All those television commercials encouraging us to spend, spend, spend! And in return you’ll have the picture-perfect family around the groaning table full of food, piles of perfectly-wrapped gifts under a (real, of course) tree festooned with twinkle and shine. And of course, enough room left to enjoy a few chocolates and your favourite tipple with James Bond in the evening. There will be no arguments or squabbling children, no worries, no illness, no sadness and when all is said and done, no debts. What a heady cocktail of emotions we go through to achieve the ‘perfect’ Christmas. It’s little wonder the actual day itself can leave us feeling spent and empty.

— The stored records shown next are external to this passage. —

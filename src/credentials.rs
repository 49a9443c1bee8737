//! Credential resolution.
//!
//! Connection parameters come from two places, resolved with this priority:
//!
//! 1. **Overrides** - Values given on the command line (highest priority)
//! 2. **Profile** - The selected environment in the profile file
//!
//! When the overrides already carry both address and password the profile
//! file is not read at all, so a broken or missing file never gets in the way
//! of a fully specified invocation.

use std::path::PathBuf;

use tracing::debug;

use crate::config::{ConfigSource, DEFAULT_CONFIG_ENV, Profile};
use crate::error::AppError;
use crate::session::{ProtocolKind, Session};

/// Merge `overrides` with the profile named `env` (or `"default"`).
///
/// Fields already set in `overrides` are kept. A missing profile leaves the
/// remaining fields empty.
pub fn resolve(
    overrides: Session,
    source: &dyn ConfigSource,
    env: Option<&str>,
) -> Result<Session, AppError> {
    if overrides.has_credentials() {
        debug!("Address and password supplied, skipping profile file");
        return Ok(overrides);
    }

    let config = source.load()?;
    let env = env.filter(|e| !e.is_empty()).unwrap_or(DEFAULT_CONFIG_ENV);

    match config.profile(env) {
        Some(profile) => {
            debug!("Using profile '{}'", env);
            Ok(fill_from_profile(overrides, profile))
        }
        None => {
            debug!("Profile '{}' not found, using overrides only", env);
            Ok(overrides)
        }
    }
}

fn fill_from_profile(overrides: Session, profile: &Profile) -> Session {
    let address = if overrides.address.is_empty() {
        profile.address.clone()
    } else {
        overrides.address
    };

    let password = if overrides.password.is_empty() {
        profile.password.clone()
    } else {
        overrides.password
    };

    let log = overrides
        .log
        .or_else(|| (!profile.log.is_empty()).then(|| PathBuf::from(&profile.log)));

    let protocol = overrides
        .protocol
        .or_else(|| ProtocolKind::from_name(&profile.protocol));

    Session {
        address,
        password,
        protocol,
        log,
    }
}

Of course, most of us realise that the dream we’re sold isn’t attainable for most. But it still isn’t without its stresses, and for those living with mental illness this can be the most difficult time of the year. Similarly for those who are alone, looking at empty chairs and mourning the loss of loved ones who, for whatever reason, cannot be with them, the festivities can be by far one of the hardest times to bear.

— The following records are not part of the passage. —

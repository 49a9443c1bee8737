//! In-memory collaborators shared by the dispatcher and interactive loop tests.

use std::io;
use std::path::{Path, PathBuf};
use std::sync::{Arc, Mutex};

use async_trait::async_trait;
use tokio::io::AsyncWriteExt;

use crate::backend::{
    Backend, BackendError, Backends, DynInput, DynOutput, ExecutionResult, TextBackend,
};
use crate::executor::Dispatcher;
use crate::logger::LogSink;

/// What a [`StubBackend`] answers to `execute`.
#[derive(Debug, Clone, Copy)]
pub enum Reply {
    /// The command followed by a newline.
    Echo,
    Fixed(&'static str),
    /// The text together with a `Closed` failure.
    Partial(&'static str),
    /// No text, `Timeout` failure.
    Fail,
}

/// Every call made to any stub, in order, as `"<backend>:<op>:<arg>"`.
pub type CallLog = Arc<Mutex<Vec<String>>>;

pub struct StubBackend {
    name: &'static str,
    reply: Reply,
    reject_credentials: bool,
    calls: CallLog,
}

impl StubBackend {
    pub fn new(name: &'static str, reply: Reply, calls: &CallLog) -> Self {
        Self {
            name,
            reply,
            reject_credentials: false,
            calls: Arc::clone(calls),
        }
    }

    pub fn rejecting(mut self) -> Self {
        self.reject_credentials = true;
        self
    }

    fn record(&self, op: &str, arg: &str) {
        self.calls
            .lock()
            .unwrap()
            .push(format!("{}:{}:{}", self.name, op, arg));
    }
}

#[async_trait]
impl Backend for StubBackend {
    async fn execute(&self, _address: &str, _password: &str, command: &str) -> ExecutionResult {
        self.record("execute", command);
        match self.reply {
            Reply::Echo => ExecutionResult::ok(format!("{}\n", command)),
            Reply::Fixed(text) => ExecutionResult::ok(text),
            Reply::Partial(text) => ExecutionResult::partial(text, BackendError::Closed),
            Reply::Fail => ExecutionResult::failed(BackendError::Timeout),
        }
    }

    async fn check_credentials(&self, address: &str, _password: &str) -> Result<(), BackendError> {
        self.record("check", address);
        if self.reject_credentials {
            Err(BackendError::AuthFailed)
        } else {
            Ok(())
        }
    }

    fn name(&self) -> &'static str {
        self.name
    }
}

#[async_trait]
impl TextBackend for StubBackend {
    async fn interactive(
        &self,
        _input: DynInput<'_>,
        output: DynOutput<'_>,
        address: &str,
        password: &str,
    ) -> Result<(), BackendError> {
        self.record("interactive", &format!("{}/{}", address, password));
        output.write_all(b"telnet session\n").await?;
        Ok(())
    }
}

/// One stub per protocol, all answering with `reply`.
pub fn stub_backends(reply: Reply, calls: &CallLog) -> Backends {
    Backends {
        rcon: Box::new(StubBackend::new("rcon", reply, calls)),
        telnet: Box::new(StubBackend::new("telnet", reply, calls)),
        web: Box::new(StubBackend::new("web", reply, calls)),
    }
}

#[derive(Debug, Clone, PartialEq, Eq)]
pub struct LogRecord {
    pub target: Option<PathBuf>,
    pub address: String,
    pub command: String,
    pub result: String,
}

/// Keeps records in memory, or fails every write.
#[derive(Default)]
pub struct RecordingSink {
    pub records: Arc<Mutex<Vec<LogRecord>>>,
    pub fail: bool,
}

#[async_trait]
impl LogSink for RecordingSink {
    async fn add_log(
        &self,
        target: Option<&Path>,
        address: &str,
        command: &str,
        result: &str,
    ) -> io::Result<()> {
        if self.fail {
            return Err(io::Error::new(io::ErrorKind::PermissionDenied, "read-only file system"));
        }
        self.records.lock().unwrap().push(LogRecord {
            target: target.map(Path::to_path_buf),
            address: address.to_string(),
            command: command.to_string(),
            result: result.to_string(),
        });
        Ok(())
    }
}

/// A dispatcher wired to stubs, plus handles to observe them.
pub struct Harness {
    pub dispatcher: Dispatcher,
    pub calls: CallLog,
    pub records: Arc<Mutex<Vec<LogRecord>>>,
}

impl Harness {
    pub fn new(reply: Reply) -> Self {
        Self::build(reply, false, false)
    }

    pub fn with_failing_log(reply: Reply) -> Self {
        Self::build(reply, true, false)
    }

    pub fn with_rejected_credentials(reply: Reply) -> Self {
        Self::build(reply, false, true)
    }

    fn build(reply: Reply, fail_log: bool, reject: bool) -> Self {
        let calls = CallLog::default();
        let mut backends = stub_backends(reply, &calls);
        if reject {
            backends.rcon = Box::new(StubBackend::new("rcon", reply, &calls).rejecting());
            backends.web = Box::new(StubBackend::new("web", reply, &calls).rejecting());
        }

        let sink = RecordingSink {
            fail: fail_log,
            ..Default::default()
        };
        let records = Arc::clone(&sink.records);

        Self {
            dispatcher: Dispatcher::new(backends, Box::new(sink)),
            calls,
            records,
        }
    }

    pub fn calls(&self) -> Vec<String> {
        self.calls.lock().unwrap().clone()
    }

    pub fn records(&self) -> Vec<LogRecord> {
        self.records.lock().unwrap().clone()
    }
}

Getting things into perspective is easier said than done. The Mental Health Foundation has produced some excellent guidelines on coping throughout the Festive Season and beyond at www.mentalhealth.org.uk/christmas, as has Mind www.mind.org.uk/get-involved/about-minds-membership/membership-pages/christmas-and-mental-health. Both sites provide a wealth of information for anyone dealing with mental health issues generally, and Mind also provides links to local groups for anyone needing to speak to someone.
If you just need a time out, why not try mindfulness? It could be just the breathing space you need and can be practised just about anywhere. Headspace has a great app (www.headspace.com) that you can try as well as a good description how mindfulness works and how it can help.

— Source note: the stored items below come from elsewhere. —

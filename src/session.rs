//! Session descriptor and protocol kinds.
//!
//! A [`Session`] is built once per invocation by the credential resolver and
//! is read-only afterwards. The interactive loop may fill in a missing
//! address or password before the first remote call, but it does so by
//! producing a new value rather than mutating the resolved one.

use std::fmt;
use std::path::PathBuf;
use std::str::FromStr;

use tracing::warn;

/// Protocol used to talk to the remote server.
#[derive(Debug, Clone, Copy, Default, PartialEq, Eq, Hash)]
pub enum ProtocolKind {
    /// Source RCON binary protocol. Used when nothing else is selected.
    #[default]
    Rcon,
    /// Line-oriented Telnet console.
    Telnet,
    /// JSON messages over a WebSocket (WebRCON).
    Web,
}

impl ProtocolKind {
    /// Name of the protocol used when none is configured.
    pub const DEFAULT_NAME: &'static str = "rcon";

    pub fn as_str(&self) -> &'static str {
        match self {
            ProtocolKind::Rcon => "rcon",
            ProtocolKind::Telnet => "telnet",
            ProtocolKind::Web => "web",
        }
    }

    /// Parse a protocol name coming from a flag or a profile.
    ///
    /// An empty name means "not supplied" and yields `None`. Unknown names
    /// still occupy the field (so they are not overwritten by a profile) but
    /// fall back to the default protocol.
    pub fn from_name(name: &str) -> Option<ProtocolKind> {
        let name = name.trim();
        if name.is_empty() {
            return None;
        }

        match name.parse() {
            Ok(kind) => Some(kind),
            Err(_) => {
                warn!(
                    "Unknown protocol type '{}', falling back to {}",
                    name,
                    Self::DEFAULT_NAME
                );
                Some(ProtocolKind::Rcon)
            }
        }
    }
}

impl fmt::Display for ProtocolKind {
    fn fmt(&self, f: &mut fmt::Formatter<'_>) -> fmt::Result {
        f.write_str(self.as_str())
    }
}

/// Error returned when a protocol name is not recognized.
#[derive(Debug, Clone, PartialEq, Eq, thiserror::Error)]
#[error("unsupported protocol type: {0}")]
pub struct UnknownProtocol(pub String);

impl FromStr for ProtocolKind {
    type Err = UnknownProtocol;

    fn from_str(s: &str) -> Result<Self, Self::Err> {
        match s.to_ascii_lowercase().as_str() {
            "rcon" => Ok(ProtocolKind::Rcon),
            "telnet" => Ok(ProtocolKind::Telnet),
            "web" | "webrcon" | "websocket" => Ok(ProtocolKind::Web),
            _ => Err(UnknownProtocol(s.to_string())),
        }
    }
}

/// Resolved connection parameters for one invocation.
///
/// Empty `address`/`password` mean "unresolved"; `protocol: None` selects
/// the default protocol and `log: None` selects the default log file.
#[derive(Clone, Default, PartialEq, Eq)]
pub struct Session {
    pub address: String,
    pub password: String,
    pub protocol: Option<ProtocolKind>,
    pub log: Option<PathBuf>,
}

impl Session {
    /// The protocol that will actually be used.
    pub fn protocol_kind(&self) -> ProtocolKind {
        self.protocol.unwrap_or_default()
    }

    /// True when both address and password were supplied.
    pub fn has_credentials(&self) -> bool {
        !self.address.is_empty() && !self.password.is_empty()
    }

    pub fn with_address(self, address: impl Into<String>) -> Self {
        Self {
            address: address.into(),
            ..self
        }
    }

    pub fn with_password(self, password: impl Into<String>) -> Self {
        Self {
            password: password.into(),
            ..self
        }
    }
}

// Keeps the password out of debug output and tracing fields.
impl fmt::Debug for Session {
    fn fmt(&self, f: &mut fmt::Formatter<'_>) -> fmt::Result {
        f.debug_struct("Session")
            .field("address", &self.address)
            .field(
                "password",
                &if self.password.is_empty() { "" } else { "***" },
            )
            .field("protocol", &self.protocol)
            .field("log", &self.log)
            .finish()
    }
}

#[cfg(test)]
mod tests {
    use super::*;

    mod protocol_kind {
        use super::*;

        #[test]
        fn test_parses_known_names() {
            assert_eq!("rcon".parse(), Ok(ProtocolKind::Rcon));
            assert_eq!("telnet".parse(), Ok(ProtocolKind::Telnet));
            assert_eq!("web".parse(), Ok(ProtocolKind::Web));
            assert_eq!("TELNET".parse(), Ok(ProtocolKind::Telnet));
        }

        #[test]
        fn test_unknown_name_is_an_error_for_strict_parse() {
            let result: Result<ProtocolKind, _> = "gopher".parse();
            assert_eq!(result, Err(UnknownProtocol("gopher".to_string())));
        }

        #[test]
        fn test_from_name_empty_is_unset() {
            assert_eq!(ProtocolKind::from_name(""), None);
            assert_eq!(ProtocolKind::from_name("   "), None);
        }

        #[test]
        fn test_from_name_unknown_falls_back_to_default() {
            assert_eq!(ProtocolKind::from_name("gopher"), Some(ProtocolKind::Rcon));
        }

        #[test]
        fn test_display_round_trips_names() {
            for kind in [ProtocolKind::Rcon, ProtocolKind::Telnet, ProtocolKind::Web] {
                assert_eq!(ProtocolKind::from_name(&kind.to_string()), Some(kind));
            }
        }

        #[test]
        fn test_default_is_rcon() {
            assert_eq!(ProtocolKind::default(), ProtocolKind::Rcon);
            assert_eq!(ProtocolKind::DEFAULT_NAME, ProtocolKind::Rcon.as_str());
        }
    }

    mod session {
        use super::*;

        #[test]
        fn test_unset_protocol_uses_default() {
            let session = Session::default();
            assert_eq!(session.protocol_kind(), ProtocolKind::Rcon);
        }

        #[test]
        fn test_has_credentials_requires_both() {
            let session = Session::default().with_address("127.0.0.1:27015");
            assert!(!session.has_credentials());
            assert!(session.with_password("secret").has_credentials());
        }

        #[test]
        fn test_with_address_keeps_other_fields() {
            let session = Session {
                password: "secret".into(),
                protocol: Some(ProtocolKind::Web),
                ..Default::default()
            };
            let filled = session.clone().with_address("10.0.0.1:28016");
            assert_eq!(filled.address, "10.0.0.1:28016");
            assert_eq!(filled.password, session.password);
            assert_eq!(filled.protocol, session.protocol);
        }

        #[test]
        fn test_debug_hides_password() {
            let session = Session::default().with_password("hunter2");
            let debug = format!("{:?}", session);
            assert!(!debug.contains("hunter2"));
            assert!(debug.contains("***"));
        }
    }
}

Whatever your belief, churches are wonderful sanctuaries of calm and even more so at Christmas. Chelmsford Cathedral is open from 0745am – 0600pm, Monday – Saturday (with services of course on Sunday) and worth a visit. Or just pop into your local church, light a candle and enjoy the peace. No commitment, no questions.
What about volunteering?
Sometimes turning our focus outwards can be both rewarding for ourselves and valuable to others. If you can, please think about volunteering over the Christmas period. A good place to start is www.volunteeressex.org where there are a variety of opportunities from bag-packing in Chelmsford to delivering Christmas trees to local Hospices. Or maybe help out at a Night Shelter? The Basildon Night Shelter has expanded its remit this year and will be operating five shelters for the homeless across the Borough providing hot meals and a bed three nights per week throughout the worst of the Winter. Other night shelters can be found across the region in Braintree, Brentwood, Chelmsford, Colchester, Southend, Thurrock and Uttlesford. All contact information is on the Volunteer Essex website. Further afield www.crisis.org.uk/get-involved/volunteer/crisis-at-christmas is looking for volunteers to support its work with the homeless in London and other major cities.
However you decide to spend your Christmas Holiday, be it a celebration like no other or just another roast dinner, remember: whatever you do, enjoy it. Take time to relax, be alone if you choose, or seek out the company of others. Above all stay safe, stay mindful and stay healthy. But most of all please be kind to yourself.